Interview
"Habe versucht ein Verbinder zu sein"

Foto: Klaus Mader

Willi Hauser war seit 1997 im Gemeinderat. Im November 2015 wurde er erster Vizebürgermeister in Steyr.
Du bist seit 1997 in der Gemeindepolitik. Erinnerst du dich noch an die Anfangszeit?
Ich bin in den Gemeinderat nach der Wahl 1997 eingezogen. Unter Bürgermeister Hermann Leithenmayr, einem meiner – wie man so schön sagt – Lehrherren in der Politik. Unter anderem hat er mir als Soldat beigebracht, dass Geduld manchmal unverzichtbar ist und man so auch zum Erfolg kommt. Ebenso lernte ich von ihm auch ein politisches Amt mit der nötigen Demut aber auch Hartnäckigkeit anzugehen und umzusetzen. Mein Lehrherr beim Bundesheer war Erich Dallinger, der mir unter anderem mitgab, dass man durch „Vorbild sein“ am besten führt. Das habe ich bis heute eingehalten, von niemandem etwas verlangen, was ich nicht selber auch tun würde. Und ein Sprichwort beherzige ich auch seit meiner Anfangszeit – durchs reden kommen die Leute zusammen. Das alles habe ich versucht zu beherzigen und es hat mich bis dato gut durch alle Höhen und Tiefen meines beruflichen und politischen Lebens gebracht.

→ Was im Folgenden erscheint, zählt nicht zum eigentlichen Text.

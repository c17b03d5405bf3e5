//! Categorical encoding
//!
//! Category strings are assigned integer codes in lexicographic order at fit
//! time. The mapping is closed afterwards: an unseen value encodes to
//! [`FALLBACK_CODE`] and the encoding reports that it fell back.

use crate::schema::{FeatureKind, FeatureSchema, FieldValue};
use crate::{Error, Result};
use serde::{Deserialize, Serialize};
use tracing::warn;

/// Code used for values never observed at fit time (the lowest code)
pub const FALLBACK_CODE: u32 = 0;

/// Result of encoding a single category
#[derive(Debug, Clone, Copy, PartialEq, Eq)]
pub struct Encoded {
    pub code: u32,
    /// Set when the value was unseen and `code` is the fallback
    pub fallback: bool,
}

/// Bidirectional mapping between observed strings and codes
#[derive(Debug, Clone, Serialize, Deserialize, PartialEq, Eq)]
pub struct CategoryMapping {
    /// Sorted, deduplicated; a value's code is its index
    classes: Vec<String>,
}

impl CategoryMapping {
    pub fn fit<I, S>(values: I) -> Result<Self>
    where
        I: IntoIterator<Item = S>,
        S: Into<String>,
    {
        let mut classes: Vec<String> = values.into_iter().map(Into::into).collect();
        classes.sort_unstable();
        classes.dedup();

        if classes.is_empty() {
            return Err(Error::InvalidInput(
                "cannot fit a category mapping on zero values".into(),
            ));
        }

        Ok(Self { classes })
    }

    /// Encode a value, falling back to [`FALLBACK_CODE`] when unseen.
    pub fn transform(&self, value: &str) -> Encoded {
        match self.code_of(value) {
            Some(code) => Encoded {
                code,
                fallback: false,
            },
            None => Encoded {
                code: FALLBACK_CODE,
                fallback: true,
            },
        }
    }

    /// Exact lookup without fallback
    pub fn code_of(&self, value: &str) -> Option<u32> {
        self.classes
            .binary_search_by(|c| c.as_str().cmp(value))
            .ok()
            .map(|i| i as u32)
    }

    pub fn inverse_transform(&self, code: u32) -> Option<&str> {
        self.classes.get(code as usize).map(String::as_str)
    }

    pub fn classes(&self) -> &[String] {
        &self.classes
    }

    pub fn len(&self) -> usize {
        self.classes.len()
    }

    pub fn is_empty(&self) -> bool {
        self.classes.is_empty()
    }

    pub(crate) fn is_well_formed(&self) -> bool {
        !self.classes.is_empty() && self.classes.windows(2).all(|w| w[0] < w[1])
    }
}

/// Mapping between major names and class codes.
///
/// Labels are model outputs, so there is no fallback path: decoding an
/// unknown code is a lookup miss, never a guess.
#[derive(Debug, Clone, Serialize, Deserialize, PartialEq, Eq)]
pub struct LabelMapping {
    mapping: CategoryMapping,
}

impl LabelMapping {
    pub fn fit<I, S>(labels: I) -> Result<Self>
    where
        I: IntoIterator<Item = S>,
        S: Into<String>,
    {
        Ok(Self {
            mapping: CategoryMapping::fit(labels)?,
        })
    }

    pub fn encode(&self, label: &str) -> Option<u32> {
        self.mapping.code_of(label)
    }

    pub fn decode(&self, code: u32) -> Option<&str> {
        self.mapping.inverse_transform(code)
    }

    pub fn classes(&self) -> &[String] {
        self.mapping.classes()
    }

    pub fn len(&self) -> usize {
        self.mapping.len()
    }

    pub fn is_empty(&self) -> bool {
        self.mapping.is_empty()
    }

    pub(crate) fn is_well_formed(&self) -> bool {
        self.mapping.is_well_formed()
    }
}

#[derive(Debug, Clone, Serialize, Deserialize, PartialEq, Eq)]
struct EncodedColumn {
    index: usize,
    name: String,
    mapping: CategoryMapping,
}

/// A resolved record after categorical encoding, before scaling
#[derive(Debug, Clone, PartialEq)]
pub struct EncodedRow {
    pub values: Vec<f64>,
    /// Schema indices whose category was unseen at fit time
    pub fallbacks: Vec<usize>,
}

/// Per-feature category mappings for every categorical feature of a schema
#[derive(Debug, Clone, Serialize, Deserialize, PartialEq, Eq)]
pub struct CategoricalEncoder {
    columns: Vec<EncodedColumn>,
}

impl CategoricalEncoder {
    /// Learn one mapping per categorical feature from resolved training rows.
    pub fn fit(schema: &FeatureSchema, rows: &[Vec<FieldValue>]) -> Result<Self> {
        let mut columns = Vec::new();

        for index in schema.categorical_indices() {
            let name = schema.features[index].name.clone();
            let values = rows
                .iter()
                .map(|row| match row.get(index) {
                    Some(FieldValue::Category(c)) => Ok(c.as_str()),
                    _ => Err(Error::InvalidInput(format!(
                        "training row has no category for '{}'",
                        name
                    ))),
                })
                .collect::<Result<Vec<_>>>()?;

            let mapping = CategoryMapping::fit(values)?;
            columns.push(EncodedColumn {
                index,
                name,
                mapping,
            });
        }

        Ok(Self { columns })
    }

    /// Encode a resolved row into plain numbers. Never fails on unseen
    /// categories; those are reported in [`EncodedRow::fallbacks`].
    pub fn transform(&self, schema: &FeatureSchema, row: &[FieldValue]) -> Result<EncodedRow> {
        if row.len() != schema.len() {
            return Err(Error::FeatureCountMismatch {
                expected: schema.len(),
                actual: row.len(),
            });
        }

        let mut values = Vec::with_capacity(row.len());
        let mut fallbacks = Vec::new();
        let mut columns = self.columns.iter().peekable();

        for (i, value) in row.iter().enumerate() {
            let column = columns.next_if(|c| c.index == i);
            let encoded = match (column, value) {
                (Some(column), FieldValue::Category(c)) => {
                    let encoded = column.mapping.transform(c);
                    if encoded.fallback {
                        warn!(
                            feature = %column.name,
                            value = %c,
                            "Unseen category, using fallback code {}",
                            FALLBACK_CODE
                        );
                        fallbacks.push(i);
                    }
                    f64::from(encoded.code)
                }
                (None, FieldValue::Number(x)) => *x,
                _ => {
                    return Err(Error::InvalidInput(format!(
                        "value for '{}' does not match its feature kind",
                        schema.features[i].name
                    )));
                }
            };
            values.push(encoded);
        }

        Ok(EncodedRow { values, fallbacks })
    }

    pub fn mapping(&self, feature: &str) -> Option<&CategoryMapping> {
        self.columns
            .iter()
            .find(|c| c.name == feature)
            .map(|c| &c.mapping)
    }

    /// True when the encoder covers exactly the categorical features of `schema`
    pub(crate) fn matches(&self, schema: &FeatureSchema) -> bool {
        let indices = schema.categorical_indices();
        indices.len() == self.columns.len()
            && self.columns.iter().zip(indices).all(|(c, i)| {
                c.index == i
                    && schema.features[i].kind == FeatureKind::Categorical
                    && schema.features[i].name == c.name
                    && c.mapping.is_well_formed()
            })
    }
}

#[cfg(test)]
mod tests {
    use super::*;

    #[test]
    fn test_codes_are_lexicographic() {
        let mapping = CategoryMapping::fit(["Perempuan", "Laki-laki", "Perempuan"]).unwrap();
        assert_eq!(mapping.classes(), &["Laki-laki".to_string(), "Perempuan".to_string()]);
        assert_eq!(mapping.transform("Laki-laki"), Encoded { code: 0, fallback: false });
        assert_eq!(mapping.transform("Perempuan"), Encoded { code: 1, fallback: false });
    }

    #[test]
    fn test_unseen_value_falls_back() {
        let mapping = CategoryMapping::fit(["Perempuan", "Laki-laki"]).unwrap();
        for _ in 0..3 {
            assert_eq!(
                mapping.transform("L"),
                Encoded {
                    code: FALLBACK_CODE,
                    fallback: true
                }
            );
        }
    }

    #[test]
    fn test_inverse_transform() {
        let labels = LabelMapping::fit(["Kedokteran", "Akuntansi", "Hukum"]).unwrap();
        assert_eq!(labels.encode("Hukum"), Some(1));
        assert_eq!(labels.decode(2), Some("Kedokteran"));
        assert_eq!(labels.decode(3), None);
        assert_eq!(labels.encode("Farmasi"), None);
    }

    #[test]
    fn test_empty_fit_rejected() {
        assert!(CategoryMapping::fit(Vec::<String>::new()).is_err());
    }

    #[test]
    fn test_encoder_reports_fallbacks() {
        let schema = FeatureSchema::student_survey();
        let row = |gender: &str| {
            let mut r = vec![FieldValue::Category(gender.to_string())];
            r.extend((1..schema.len()).map(|_| FieldValue::Number(0.5)));
            r
        };

        let encoder = CategoricalEncoder::fit(&schema, &[row("Laki-laki"), row("Perempuan")]).unwrap();
        assert!(encoder.matches(&schema));

        let seen = encoder.transform(&schema, &row("Perempuan")).unwrap();
        assert_eq!(seen.values[0], 1.0);
        assert!(seen.fallbacks.is_empty());

        let unseen = encoder.transform(&schema, &row("X")).unwrap();
        assert_eq!(unseen.values[0], 0.0);
        assert_eq!(unseen.fallbacks, vec![0]);
        assert_eq!(unseen.values[5], 0.5);
    }
}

Warum hast du dich damals für die Politik entschieden?
Ich war schon in der „Jungen Generation der SPÖ“ tätig und habe da auch gelernt, dass es nicht einfach ist sich in den eigenen Reihen durchzusetzen. Bei mir kam dann auch noch dazu, dass ich eben Soldat war. Durch meine Arbeit dann in der Gewerkschaft und als Personalvertreter bin ich dann doch in das nähere Blickfeld gerückt. Auf Einladung von Bürgermeister Leithenmayr habe ich mich dann entschieden auch als Mandatar anzutreten, um an einem Aufschwung für „meine“ geliebte Stadt Steyr mitzuarbeiten. Für mich war immer klar, ich möchte nur in der Kommunalpolitik tätig sein, denn da spürt man am Feedback aus der Bevölkerung, ob es halbwegs passt, was man macht.

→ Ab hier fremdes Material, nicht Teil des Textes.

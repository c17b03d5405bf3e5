//! JSON result documents
//!
//! Every prediction, successful or not, is reported as exactly one JSON
//! object with a `success` flag. Callers branch on that flag, never on the
//! process exit status.

use crate::analysis::AcademicAnalysis;
use jurusan_core::{Error, Prediction, RankedClass, Result};
use serde::{Deserialize, Serialize};

/// One entry of `top_predictions`
#[derive(Debug, Clone, PartialEq, Serialize, Deserialize)]
pub struct TopPrediction {
    pub rank: usize,
    pub jurusan: String,
    /// Vote fraction in [0, 1]
    pub probability: f64,
    /// Same value as a percentage
    pub confidence: f64,
}

impl From<&RankedClass> for TopPrediction {
    fn from(class: &RankedClass) -> Self {
        Self {
            rank: class.rank,
            jurusan: class.label.clone(),
            probability: class.probability,
            confidence: class.confidence(),
        }
    }
}

#[derive(Debug, Clone, PartialEq, Serialize, Deserialize)]
pub struct PredictionSuccess {
    pub success: bool,
    pub predicted_major: String,
    pub confidence: f64,
    pub top_predictions: Vec<TopPrediction>,
    pub k_value: usize,
    pub nearest_neighbors_count: usize,
    #[serde(default, skip_serializing_if = "Vec::is_empty")]
    pub fallback_features: Vec<String>,
    #[serde(default, skip_serializing_if = "Option::is_none")]
    pub academic_analysis: Option<AcademicAnalysis>,
}

impl PredictionSuccess {
    pub fn from_prediction(prediction: &Prediction, academic_analysis: Option<AcademicAnalysis>) -> Self {
        Self {
            success: true,
            predicted_major: prediction.predicted_label.clone(),
            confidence: prediction.confidence,
            top_predictions: prediction.top_predictions().iter().map(TopPrediction::from).collect(),
            k_value: prediction.k,
            nearest_neighbors_count: prediction.neighbors.len(),
            fallback_features: prediction.fallback_features.clone(),
            academic_analysis,
        }
    }
}

#[derive(Debug, Clone, PartialEq, Serialize, Deserialize)]
pub struct PredictionFailure {
    pub success: bool,
    pub error: String,
    /// Stable machine-readable error category
    pub error_kind: String,
}

impl From<&Error> for PredictionFailure {
    fn from(error: &Error) -> Self {
        Self {
            success: false,
            error: error.to_string(),
            error_kind: error.kind().to_string(),
        }
    }
}

#[derive(Debug, Clone, PartialEq, Serialize, Deserialize)]
#[serde(untagged)]
pub enum PredictionResponse {
    Success(PredictionSuccess),
    Failure(PredictionFailure),
}

impl PredictionResponse {
    pub fn is_success(&self) -> bool {
        matches!(self, PredictionResponse::Success(_))
    }

    pub fn to_json_string(&self) -> String {
        // Both variants hold only strings, numbers and plain structs
        serde_json::to_string(self).unwrap_or_else(|e| {
            format!(
                r#"{{"success":false,"error":"failed to serialize result: {}","error_kind":"serialization"}}"#,
                e.to_string().replace('"', "'")
            )
        })
    }
}

impl From<Result<PredictionSuccess>> for PredictionResponse {
    fn from(result: Result<PredictionSuccess>) -> Self {
        match result {
            Ok(success) => PredictionResponse::Success(success),
            Err(e) => PredictionResponse::Failure(PredictionFailure::from(&e)),
        }
    }
}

Würdest du den selben Weg wieder einschlagen?
Wenn es dazu käme, für mich nochmals eine solche Entscheidung zu fällen, ein klares JA. Ich habe alle Funktionen, die ich übernommen habe, immer gerne gemacht und mir ist immer das Wohl unserer Bürgerinnen und Bürger sowie die Entwicklung unserer/meiner Stadt am Herzen gelegen.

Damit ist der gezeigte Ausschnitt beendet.